Leucemia mieloide crônica de difícil remissão na oncologia pediátrica

Marcelo Gil Cliquet, Beatriz Rodrigues Verona, Moisés Santore Júnior

Resumo


Introdução: A leucemia mieloide crônica (LMC) é uma é uma doença que ocorre geralmente em três fases: a fase inicial crônica; a fase acelerada e crise blástica. Clinicamente, quando sintomáticos, os pacientes apresentam sintomas de hipercatabolismo e esplenomegalia, causando desconforto abdominal. O tratamento da LMC teve grande avanço no decorrer dos anos e hoje após a descoberta de novas medicações como o imatinibe, o prognóstico do paciente diagnosticado com LMC melhorou muito. O transplante de medula óssea também é muito utilizado, aumentando ainda mais as chances do paciente Objetivos: Relatar um caso de LMC e todas as intercorrências e dificuldades no tratamento. Metodologia: Análise de prontuário cedido pelo Hospital GPACI após autorização de médico responsável pelo caso. Relato de Caso: Paciente masculino, branco, nascido em 2001, deu entrada na Santa Casa de Piedade-SP, onde, no final de 2007 apresentou um quadro de inapetência, palidez e abdômen distendido. Foi encaminhado para mais avaliações e e tratamento do Hospital GPACI. Como já havia a suspeita de leucemia mieloide crônica (LMC) devido a exames laboratoriais, o paciente já tinha iniciado uso de interferon-alfa e hidroxiureia na Santa Casa. O paciente G. enfrentou muitas dificuldades no tratamento, principalmente com dores físicas devido a medicação, o que levou à decisão da introdução de Imatinibe e retirada do interferon-alfa. Paciente evoluiu bem por 1 ano, quando apresentou sua primeira crise blástica com infiltração no sistema nervoso central (SNC) e foi necessário a realização de indução com quimioterapia. Após remissão, foi realizado transplante de medula óssea (TMO) em 2011. Dois anos depois do TMO, paciente teve recidiva de LMC com infusão no SNC. Foi realizada nova indução quimioterápica e após seu fim, o tratamento de manutenção durou até 2015. Hoje, em 2018, paciente mantem-se em remissão, demonstrada por exames laboratoriais.
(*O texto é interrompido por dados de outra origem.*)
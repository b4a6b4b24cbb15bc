//! # graph-game
//!
//! A single-player graph-traversal scoring game used as an RL environment.
//!
//! ## Rules
//!
//! 1. **Board**: 11 nodes joined by directed edges. Each edge is worth
//!    points; weight 0 means no edge.
//!
//! 2. **Randomization**: Every game promotes one of nodes {3,4,5,6} to
//!    2-point and one of {2,7} to 3-point incoming edges.
//!
//! 3. **Skill**: Once per game, upgrade every edge into a chosen node and
//!    two random others to 3 points.
//!
//! 4. **One-way pairs**: Reaching 4, 5, 6 or 7 closes the edge back to its
//!    partner in (4,5) / (6,7).
//!
//! 5. **End**: The game ends on a node with no outgoing edges.
//!
//! ## Modules
//!
//! - `core`: Node IDs, actions, observations, RNG, configuration, errors
//! - `graph`: Topology table and weight matrix
//! - `game`: The `GraphGame` engine and the `Environment` trait
//! - `training`: Episode recording for external learners

pub mod core;
pub mod game;
pub mod graph;
pub mod training;

#[cfg(feature = "python")]
pub mod python;

// Re-export commonly used types
pub use crate::core::{
    Action, GameConfig, GameError, GameRng, NextNode, NodeId, Observation, Result,
};

pub use crate::game::{BonusNodes, Environment, GameStatus, GraphGame, OneWayPairs};

pub use crate::graph::{NextNodes, WeightMatrix, GRAPH_SIZE};

pub use crate::training::{rollout, Episode, Transition};
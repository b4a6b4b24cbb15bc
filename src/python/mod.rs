//! Python bindings for the graph game environment.
//!
//! # Quick Start
//!
//! ```python
//! import graph_game as gg
//!
//! game = gg.GraphGame(seed=42)
//!
//! # Enumerate moves and take one
//! moves = game.get_next_nodes(game.cur_node)
//! obs = game.step(moves[0].node, skill=5)
//!
//! cur_node, points, done = obs.as_tuple()
//! ```

use pyo3::exceptions::PyValueError;
use pyo3::prelude::*;

use crate::core::GameError;

mod py_core;
mod py_game;

pub use py_core::*;
pub use py_game::*;

impl From<GameError> for PyErr {
    fn from(err: GameError) -> Self {
        PyValueError::new_err(err.to_string())
    }
}

/// graph_game: a graph-traversal scoring environment for RL training.
#[pymodule]
fn graph_game(m: &Bound<'_, PyModule>) -> PyResult<()> {
    m.add_class::<PyAction>()?;
    m.add_class::<PyObservation>()?;
    m.add_class::<PyNextNode>()?;
    m.add_class::<PyGraphGame>()?;

    Ok(())
}
//! Game configuration.

use serde::{Deserialize, Serialize};

use super::error::{GameError, Result};
use crate::graph::topology::GRAPH_SIZE;

/// Construction parameters for a [`GraphGame`](crate::game::GraphGame).
#[derive(Clone, Debug, PartialEq, Eq, Serialize, Deserialize)]
pub struct GameConfig {
    /// Number of nodes. Must match the topology table (11).
    pub graph_size: usize,

    /// Skill charges available for the whole game (default: 1).
    /// Charges are never replenished.
    pub skill_charges: u32,

    /// Random seed for randomization and skill draws.
    /// `None` draws a fresh seed from the thread-local entropy source.
    pub seed: Option<u64>,
}

impl Default for GameConfig {
    fn default() -> Self {
        Self {
            graph_size: GRAPH_SIZE,
            skill_charges: 1,
            seed: None,
        }
    }
}

impl GameConfig {
    /// Create a new config with a custom graph size.
    pub fn with_graph_size(mut self, graph_size: usize) -> Self {
        self.graph_size = graph_size;
        self
    }

    /// Create a new config with a custom number of skill charges.
    pub fn with_skill_charges(mut self, charges: u32) -> Self {
        self.skill_charges = charges;
        self
    }

    /// Create a new config with a fixed seed.
    pub fn with_seed(mut self, seed: u64) -> Self {
        self.seed = Some(seed);
        self
    }

    /// Check the configuration against the fixed topology.
    pub fn validate(&self) -> Result<()> {
        if self.graph_size != GRAPH_SIZE {
            return Err(GameError::InvalidGraphSize {
                expected: GRAPH_SIZE,
                got: self.graph_size,
            });
        }
        Ok(())
    }
}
Conclusão: É possível perceber que ainda existem muitos avanços a serem realizados no campo da oncologia pediátrica. Novas estudos tanto no eixo biológico, com a busca de novos tratamentos, como também no eixo psicossocial, se fazem necessários. As dificuldades que permeiam um diagnostico oncológico e todo o seu tratamento subsequente devem ser valorizadas e, sempre que possível, amenizadas pelos profissionais de saúde.